Comandante dei vigili urbani arrestato e poi assolto. I giudici: “Niente risarcimento, innocente ma coinvolto”

15 Luglio 2025 - 09:58

Il concetto di colpa grave, in questo caso del capo dei caschi bianchi di San Felice a Cancello, viene utilizzata dalla Cassazione per motivare l’assenza dell’errore giudiziario e quindi del diritto all’indennizzo per ingiusta detenzione

SAN FELICE A CANCELLO – La Corte di Cassazione ha definitivamente negato il risarcimento per l’ingiusta detenzione a Francesco Scarano, ex comandante della polizia municipale di San Felice a Cancello, coinvolto nell’inchiesta sugli appalti pilotati nella città della valle di Suessola. La decisione della Suprema Corte conferma quanto già stabilito dalla Corte d’Appello di Napoli: l’istanza di riparazione è stata respinta per la presenza di una colpa grave, ostacolo giuridico al riconoscimento del risarcimento.

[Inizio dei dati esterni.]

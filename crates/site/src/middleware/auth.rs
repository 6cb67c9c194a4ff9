//! Admin session extractors.
//!
//! Provides extractors for reading the signed-in admin in route handlers.
//! The admin area lives on a single page that shows either the login form or
//! the dashboard, so an optional extractor covers both states.

use axum::{
    extract::FromRequestParts,
    http::request::Parts,
};
use tower_sessions::Session;

use crate::models::{CurrentAdmin, session_keys};

/// Extractor that optionally gets the current signed-in admin.
///
/// Does not reject the request when nobody is signed in; handlers decide
/// whether to show the login form or the dashboard.
///
/// # Example
///
/// ```rust,ignore
/// async fn handler(
///     OptionalAdmin(admin): OptionalAdmin,
/// ) -> impl IntoResponse {
///     match admin {
///         Some(a) => format!("Signed in as {}", a.email),
///         None => "Please sign in".to_string(),
///     }
/// }
/// ```
pub struct OptionalAdmin(pub Option<CurrentAdmin>);

impl<S> FromRequestParts<S> for OptionalAdmin
where
    S: Send + Sync,
{
    type Rejection = std::convert::Infallible;

    async fn from_request_parts(parts: &mut Parts, _state: &S) -> Result<Self, Self::Rejection> {
        // Get the session from extensions (set by SessionManagerLayer)
        let admin = match parts.extensions.get::<Session>() {
            Some(session) => session
                .get::<CurrentAdmin>(session_keys::CURRENT_ADMIN)
                .await
                .ok()
                .flatten(),
            None => None,
        };

        Ok(Self(admin))
    }
}

/// Helper to set the current admin in the session.
///
/// # Errors
///
/// Returns an error if the session cannot be modified.
pub async fn set_current_admin(
    session: &Session,
    admin: &CurrentAdmin,
) -> Result<(), tower_sessions::session::Error> {
    session.insert(session_keys::CURRENT_ADMIN, admin).await
}

/// Helper to clear the current admin from the session (sign-out).
///
/// # Errors
///
/// Returns an error if the session cannot be modified.
pub async fn clear_current_admin(session: &Session) -> Result<(), tower_sessions::session::Error> {
    session
        .remove::<CurrentAdmin>(session_keys::CURRENT_ADMIN)
        .await?;
    Ok(())
}
// ABOUTME: Main library entry point for the MHN game-data scraper.
// ABOUTME: Re-exports the public API: Scraper, ScraperBuilder, Record, RunReport, sessions, and errors.

//! mhn-extract - scrapes Monster Hunter Now game data from a rendered web app.
//!
//! A [`PageSession`] loads each category page, the [`CategoryParser`] turns the
//! rendered markup into sparse [`Record`]s using candidate selectors from a
//! [`SelectorRegistry`], and the [`RunReport`] collects per-category outcomes.
//!
//! # Example
//!
//! ```no_run
//! use mhn_extract::{BrowserConfig, ChromeSession, OutputWriter, ScraperBuilder};
//!
//! #[tokio::main(flavor = "multi_thread")]
//! async fn main() -> anyhow::Result<()> {
//!     let session = ChromeSession::launch(&BrowserConfig::default())?;
//!     let mut scraper = ScraperBuilder::new().build(session)?;
//!     let mut run = scraper.run().await;
//!     OutputWriter::new("./output").write(&run.data, &mut run.report);
//!     println!("{}", run.report.summary());
//!     Ok(())
//! }
//! ```

pub mod browser;
pub mod category;
pub mod dom;
pub mod error;
pub mod extractors;
pub mod options;
pub mod persist;
pub mod record;
pub mod report;
pub mod scraper;

pub use crate::browser::{
    BrowserConfig, ChromeSession, PageSession, ReplaySession, WaitOutcome, WaitStrategy,
};
pub use crate::category::{Category, Field};
pub use crate::error::{
    BrowserError, DomError, ErrorCode, PersistError, RegistryError, SectionError,
};
pub use crate::extractors::loader::load_builtin_registry;
pub use crate::extractors::parser::{CategoryParser, ParsedCategory};
pub use crate::extractors::registry::{SelectorRegistry, SelectorSpec};
pub use crate::options::{Mode, ScrapeOptions, ScraperBuilder};
pub use crate::persist::OutputWriter;
pub use crate::record::{DisplayName, Record};
pub use crate::report::{RunReport, SectionOutcome, SectionState};
pub use crate::scraper::{ScrapeRun, ScrapedData, Scraper};
// ABOUTME: The closed set of scraped categories and the fields each one declares.
// ABOUTME: Categories are ordered by declaration, which is also the scrape order.

use std::fmt;

use serde::{Deserialize, Serialize};

/// One of the five entity kinds scraped from the site.
///
/// The derived `Ord` follows declaration order, so maps keyed by `Category`
/// iterate monsters first and items last.
#[derive(Debug, Clone, Copy, PartialEq, Eq, PartialOrd, Ord, Hash, Serialize, Deserialize)]
#[serde(rename_all = "lowercase")]
pub enum Category {
    Monster,
    Weapon,
    Armor,
    Skill,
    Item,
}

impl Category {
    /// All categories in scrape order.
    pub const ALL: [Category; 5] = [
        Category::Monster,
        Category::Weapon,
        Category::Armor,
        Category::Skill,
        Category::Item,
    ];

    /// Position in [`Category::ALL`].
    pub fn index(&self) -> usize {
        *self as usize
    }

    /// The record discriminator, e.g. `"monster"`.
    pub fn as_str(&self) -> &'static str {
        match self {
            Category::Monster => "monster",
            Category::Weapon => "weapon",
            Category::Armor => "armor",
            Category::Skill => "skill",
            Category::Item => "item",
        }
    }

    /// The plural section name used in file names and the summary.
    pub fn section_name(&self) -> &'static str {
        match self {
            Category::Monster => "monsters",
            Category::Weapon => "weapons",
            Category::Armor => "armor",
            Category::Skill => "skills",
            Category::Item => "items",
        }
    }

    /// Fields extracted for records of this category, `En` first.
    pub fn fields(&self) -> &'static [Field] {
        match self {
            Category::Monster => &[
                Field::En,
                Field::Jp,
                Field::Weakness,
                Field::Materials,
                Field::Habitat,
            ],
            Category::Weapon => &[Field::En, Field::Jp, Field::WeaponClass, Field::Rarity],
            Category::Armor => &[Field::En, Field::Jp, Field::Slot, Field::Skills],
            Category::Skill => &[Field::En, Field::Jp, Field::Category, Field::Description],
            Category::Item => &[Field::En, Field::Jp, Field::Category, Field::Description],
        }
    }

    /// Returns true if `field` is declared for this category.
    pub fn declares(&self, field: Field) -> bool {
        self.fields().contains(&field)
    }
}

impl fmt::Display for Category {
    fn fmt(&self, f: &mut fmt::Formatter<'_>) -> fmt::Result {
        write!(f, "{}", self.as_str())
    }
}

/// How a field's candidates are evaluated.
#[derive(Debug, Clone, Copy, PartialEq, Eq)]
pub enum FieldKind {
    /// First matching element's text, even if empty.
    Scalar,
    /// All non-empty texts from the first candidate that yields any.
    List,
}

/// A record attribute that can be extracted from an item element.
#[derive(Debug, Clone, Copy, PartialEq, Eq, PartialOrd, Ord, Hash, Serialize, Deserialize)]
#[serde(rename_all = "snake_case")]
pub enum Field {
    En,
    Jp,
    Weakness,
    Materials,
    Habitat,
    WeaponClass,
    Rarity,
    Slot,
    Skills,
    Category,
    Description,
}

impl Field {
    pub fn kind(&self) -> FieldKind {
        match self {
            Field::Weakness | Field::Materials | Field::Skills => FieldKind::List,
            _ => FieldKind::Scalar,
        }
    }

    pub fn as_str(&self) -> &'static str {
        match self {
            Field::En => "en",
            Field::Jp => "jp",
            Field::Weakness => "weakness",
            Field::Materials => "materials",
            Field::Habitat => "habitat",
            Field::WeaponClass => "weapon_class",
            Field::Rarity => "rarity",
            Field::Slot => "slot",
            Field::Skills => "skills",
            Field::Category => "category",
            Field::Description => "description",
        }
    }
}

impl fmt::Display for Field {
    fn fmt(&self, f: &mut fmt::Formatter<'_>) -> fmt::Result {
        write!(f, "{}", self.as_str())
    }
}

Scarano, insieme all’ex sindaco Pasquale De Lucia, al dirigente dell’Utc Francesco Auriemma e a diversi imprenditori locali – tra cui i fratelli Giuseppe e Luigi Raffaele Perrotta – era stato accusato di aver compiuto atti contrari ai doveri d’ufficio. Al centro delle indagini, il rilascio illecito di un permesso a costruire per la realizzazione di un supermercato su un terreno sequestrato, di proprietà degli imprenditori coinvolti.

Secondo l’accusa, Scarano avrebbe rassicurato i titolari dell’attività commerciale circa l’assenza di ulteriori controlli, ottenendo in cambio l’assunzione del proprio figlio presso il supermercato. Il comportamento, ritenuto gravemente colposo, ha avuto un ruolo determinante nell’adozione delle misure cautelari: il comandante fu infatti detenuto in carcere per due settimane nell’autunno del 2016, seguito da un periodo agli arresti domiciliari.

Nonostante in sede penale Scarano sia stato successivamente assolto da ogni accusa, sia in primo grado che in appello, la Cassazione ha rilevato elementi sufficienti a giustificare il rigetto della richiesta di riparazione per l’ingiusta detenzione. I giudici hanno ritenuto che l’ex comandante, con il proprio comportamento, abbia contribuito a creare un quadro indiziario rilevante, citando anche contatti telefonici intercorsi con gli imprenditori Perrotta e un episodio in cui l’ex sindaco De Lucia avrebbe ammonito i fratelli Perrotta per aver effettivamente assunto il figlio di Scarano.

Nel ricorso alla Cassazione, la difesa aveva contestato la decisione della Corte d’Appello, sostenendo che non vi fossero prove concrete ma solo sospetti. Tuttavia, la Suprema Corte ha respinto l’impugnazione, sottolineando che le condotte dell’ex comandante evidenziano un coinvolgimento tale da escludere qualsiasi ipotesi di errore giudiziario privo di responsabilità personale. Con questa pronuncia, il caso Scarano si chiude definitivamente anche sotto il profilo risarcitorio.